The Golden Mean - Annabel Lyon [79]
Here’s some boisterousness, finally, some night-before bluster. Soldiers line up with their cups and flasks. The wine is bad, thin and sour; you can smell it from the back of the line. I know it won’t be strong enough. My hand shakes when I hold out my father’s flask, and the dispensing soldier has to hold my hand to steady it, a maternal gesture I understand he’s made a thousand times. He’s missing a leg below the knee, and mumbles something when the pouring’s done. Some blessing: I see his lips move over each soldier.
On my way back to the medics’ tents I give the flask away to a boy who watches the horses.
Antipater’s tent is by Philip and Alexander’s, now, under a stand of oaks ringed at all times by the royal bodyguard. I sleep with the medics, in the tent where we’ll treat the wounded tomorrow. I do sleep. The journey down was hard and I’ve never gone so long without privacy. There’s privacy in sleep. I dream of Pythias, Pythias sweet and eager as I have never known her, and wake with an erection. The medics are already moving around me, setting up their stations, and from outside I hear barked commands, the clank of metal arms, the unison stomping of feet, horses’ clop.
“No, no.” The head medic stops me at the tent flap. “You don’t go out there, not now. Too late for that. What are you looking for anyway, breakfast? You think the prince is having breakfast? You think maybe you’re invited?”
He knows who I am; knows me and doesn’t want the responsibility.
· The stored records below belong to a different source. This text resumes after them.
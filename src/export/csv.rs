//! CSV Export functionality
//!
//! Exports transactions, budget allocations, and account data to CSV format.

use crate::error::EnvelopeResult;
use crate::models::{BudgetPeriod, TransactionStatus};
use crate::services::{AccountService, BudgetService, CategoryService};
use crate::storage::Storage;
use std::io::Write;

/// Export all transactions to CSV
pub fn export_transactions_csv<W: Write>(storage: &Storage, writer: &mut W) -> EnvelopeResult<()> {
    let category_service = CategoryService::new(storage);
    let account_service = AccountService::new(storage);

    // Build lookups
    let categories = category_service.list_categories()?;
    let category_names: std::collections::HashMap<_, _> = categories
        .iter()
        .map(|c| (c.id, c.name.clone()))
        .collect();

    let accounts = account_service.list(true)?;
    let account_names: std::collections::HashMap<_, _> = accounts
        .iter()
        .map(|a| (a.id, a.name.clone()))
        .collect();

    // Write header
    writeln!(
        writer,
        "ID,Date,Account,Payee,Category,Memo,Amount,Status,Is Split,Is Transfer"
    )
    .map_err(|e| crate::error::EnvelopeError::Export(e.to_string()))?;

    // Get all transactions
    let transactions = storage.transactions.get_all()?;

    for txn in transactions {
        let account_name = account_names
            .get(&txn.account_id)
            .cloned()
            .unwrap_or_else(|| "Unknown".to_string());

        let category_name = if txn.is_transfer() {
            "Transfer".to_string()
        } else if txn.is_split() {
            "Split".to_string()
        } else if let Some(cat_id) = txn.category_id {
            category_names
                .get(&cat_id)
                .cloned()
                .unwrap_or_else(|| "Unknown".to_string())
        } else {
            "".to_string()
        };

        let status = match txn.status {
            TransactionStatus::Pending => "Pending",
            TransactionStatus::Cleared => "Cleared",
            TransactionStatus::Reconciled => "Reconciled",
        };

        writeln!(
            writer,
            "{},{},{},{},{},{},{:.2},{},{},{}",
            txn.id,
            txn.date,
            escape_csv(&account_name),
            escape_csv(&txn.payee_name),
            escape_csv(&category_name),
            escape_csv(&txn.memo),
            txn.amount.cents() as f64 / 100.0,
            status,
            txn.is_split(),
            txn.is_transfer()
        )
        .map_err(|e| crate::error::EnvelopeError::Export(e.to_string()))?;

        // If split transaction, also export split details
        if txn.is_split() {
            for split in &txn.splits {
                let split_cat_name = category_names
                    .get(&split.category_id)
                    .cloned()
                    .unwrap_or_else(|| "Unknown".to_string());

                writeln!(
                    writer,
                    "{}-split,{},{},{},{},{},{:.2},{},{},{}",
                    txn.id,
                    txn.date,
                    escape_csv(&account_name),
                    escape_csv(&txn.payee_name),
                    escape_csv(&split_cat_name),
                    escape_csv(&split.memo),
                    split.amount.cents() as f64 / 100.0,
                    status,
                    "true",
                    "false"
                )
                .map_err(|e| crate::error::EnvelopeError::Export(e.to_string()))?;
            }
        }
    }

    Ok(())
}

/// Export budget allocations to CSV
pub fn export_allocations_csv<W: Write>(
    storage: &Storage,
    writer: &mut W,
    periods: Option<Vec<BudgetPeriod>>,
) -> EnvelopeResult<()> {
    let category_service = CategoryService::new(storage);
    let budget_service = BudgetService::new(storage);

    // Build category lookup
    let categories = category_service.list_categories()?;
    let groups = category_service.list_groups()?;

    let group_names: std::collections::HashMap<_, _> = groups
        .iter()
        .map(|g| (g.id, g.name.clone()))
        .collect();

    // Write header
    writeln!(
        writer,
        "Period,Group,Category,Budgeted,Carryover,Activity,Available"
    )
    .map_err(|e| crate::error::EnvelopeError::Export(e.to_string()))?;

    // Determine which periods to export
    let periods_to_export = if let Some(p) = periods {
        p
    } else {
        // Export last 12 months by default
        let current = BudgetPeriod::current_month();
        (0..12).map(|i| {
            let mut p = current.clone();
            for _ in 0..i {
                p = p.prev();
            }
            p
        }).collect()
    };

    for period in periods_to_export {
        for category in &categories {
            let summary = budget_service.get_category_summary(category.id, &period)?;
            let group_name = group_names
                .get(&category.group_id)
                .cloned()
                .unwrap_or_else(|| "Unknown".to_string());

            writeln!(
                writer,
                "{},{},{},{:.2},{:.2},{:.2},{:.2}",
                period,
                escape_csv(&group_name),
                escape_csv(&category.name),
                summary.budgeted.cents() as f64 / 100.0,
                summary.carryover.cents() as f64 / 100.0,
                summary.activity.cents() as f64 / 100.0,
                summary.available.cents() as f64 / 100.0
            )
            .map_err(|e| crate::error::EnvelopeError::Export(e.to_string()))?;
        }
    }

    Ok(())
}

/// Export accounts to CSV
pub fn export_accounts_csv<W: Write>(storage: &Storage, writer: &mut W) -> EnvelopeResult<()> {
    let account_service = AccountService::new(storage);
    let summaries = account_service.list_with_balances(true)?;

    // Write header
    writeln!(
        writer,
        "ID,Name,Type,On Budget,Archived,Starting Balance,Current Balance,Cleared Balance,Uncleared Count"
    )
    .map_err(|e| crate::error::EnvelopeError::Export(e.to_string()))?;

    for summary in summaries {
        writeln!(
            writer,
            "{},{},{:?},{},{},{:.2},{:.2},{:.2},{}",
            summary.account.id,
            escape_csv(&summary.account.name),
            summary.account.account_type,
            summary.account.on_budget,
            summary.account.archived,
            summary.account.starting_balance.cents() as f64 / 100.0,
            summary.balance.cents() as f64 / 100.0,
            summary.cleared_balance.cents() as f64 / 100.0,
            summary.uncleared_count
        )
        .map_err(|e| crate::error::EnvelopeError::Export(e.to_string()))?;
    }

    Ok(())
}

/// Escape a string for CSV format
fn escape_csv(s: &str) -> String {
    if s.contains(',') || s.contains('"') || s.contains('\n') {
        format!("\"{}\"", s.replace('"', "\"\""))
    } else {
        s.to_string()
    }
}

#[cfg(test)]
mod tests {
    use super::*;
    use crate::config::paths::EnvelopePaths;
    use crate::models::{Account, AccountType, Category, CategoryGroup, Money, Transaction};
    use chrono::NaiveDate;
    use tempfile::TempDir;

    fn create_test_storage() -> (TempDir, Storage) {
        let temp_dir = TempDir::new().unwrap();
        let paths = EnvelopePaths::with_base_dir(temp_dir.path().to_path_buf());
        let mut storage = Storage::new(paths).unwrap();
        storage.load_all().unwrap();
        (temp_dir, storage)
    }

    #[test]
    fn test_export_transactions_csv() {
        let (_temp_dir, storage) = create_test_storage();

        // Create test data
        let account = Account::new("Checking", AccountType::Checking);
        storage.accounts.upsert(account.clone()).unwrap();
        storage.accounts.save().unwrap();

        let group = CategoryGroup::new("Test");
        storage.categories.upsert_group(group.clone()).unwrap();
        let cat = Category::new("Groceries", group.id);
        storage.categories.upsert_category(cat.clone()).unwrap();
        storage.categories.save().unwrap();

        let mut txn = Transaction::new(
            account.id,
            NaiveDate::from_ymd_opt(2025, 1, 15).unwrap(),
            Money::from_cents(-5000),
        );
        txn.payee_name = "Test Store".to_string();
        txn.category_id = Some(cat.id);
        storage.transactions.upsert(txn).unwrap();

        let mut csv_output = Vec::new();
        export_transactions_csv(&storage, &mut csv_output).unwrap();

        let csv_string = String::from_utf8(csv_output).unwrap();
        assert!(csv_string.contains("ID,Date,Account,Payee"));
        assert!(csv_string.contains("Test Store"));
        assert!(csv_string.contains("Groceries"));
    }

    #[test]
    fn test_export_accounts_csv() {
        let (_temp_dir, storage) = create_test_storage();

        let account = Account::with_starting_balance(
            "Checking",
            AccountType::Checking,
            Money::from_cents(100000),
        );
        storage.accounts.upsert(account).unwrap();
        storage.accounts.save().unwrap();

        let mut csv_output = Vec::new();
        export_accounts_csv(&storage, &mut csv_output).unwrap();

        let csv_string = String::from_utf8(csv_output).unwrap();
        assert!(csv_string.contains("ID,Name,Type"));
        assert!(csv_string.contains("Checking"));
        assert!(csv_string.contains("1000.00"));
    }
}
Fucking dilettantes, eh? “Just to piss,” I say, quiet as Pythias, eyes down.
“Use the pot.”
I’m not the first, at least; my flow lands in a good couple inches of yellow. So that’s a rule, then: no one leaves the tent. Makes sense; everything in its place. Tidy. I don’t mind that.
I watch the others and try to copy them, turning my bedroll into my own station. I lay out some of my gear and catch the eye of the young medic from the night before. “What am I missing?” Water, pliers. I should have gone down to the river before dawn like the others and drawn my own. I don’t have a bucket, either, and will have to use my own drinking skin. Under the head’s angry eye I fill it from a barrel by the door. Pliers I’ll have to do without.
“Move over next to me,” the young medic says. “You can borrow mine when I’m not using them.”
A trumpet sounds from outside. Everyone in the tent looks up, then down again.
“Hurry,” he says.
What was that fantasy, again? Philosophers’ talk on the ride down, and then—oh, yes—a view from a high hill, Alexander too much to hope for, but Antipater, surely Antipater beside me, explaining the battle, pointing out its features, walking me through the logic of it, and then a vigorous shaking of hands when the day is won. Alexander will find his way to me then, a bit of dirt smeared across one cheek, surely no worse, and laugh and tell me how pleased he is that I came and saw his great day. And Philip behind him, Philip out of breath, a little bloodied maybe, sweatier, grubbier, more grudging, Philip saying, We didn’t fuck him up too badly, then, you and I, did we? In the tents, earlier, I’ll have saved a few lives, exhibited a few unexpected skills (knife skills?), earned respect and joking offers to join the medics’ unit should the king no longer require my services elsewhere. Good joke! Might as well go straight on to Athens, Philip will tell me, as the setting sun dallies in the treetops, gilding our hair, as together we look back over the battle plain, go straight on and begin your work there, just as we agreed.
The trumpet sounds again and the medics stop moving, like children playing a game of statues. From far, far away, a shouted command, a long silence, another shout. A sound like the surf, and the head says, “Stations.” He doesn’t need to shout. I look at the ground, have the leisure to observe the kinky walk of a beetle in the dust.
After a few minutes of listening to what sounds like a distant ocean, the young medic next to me pulls out a set of dice.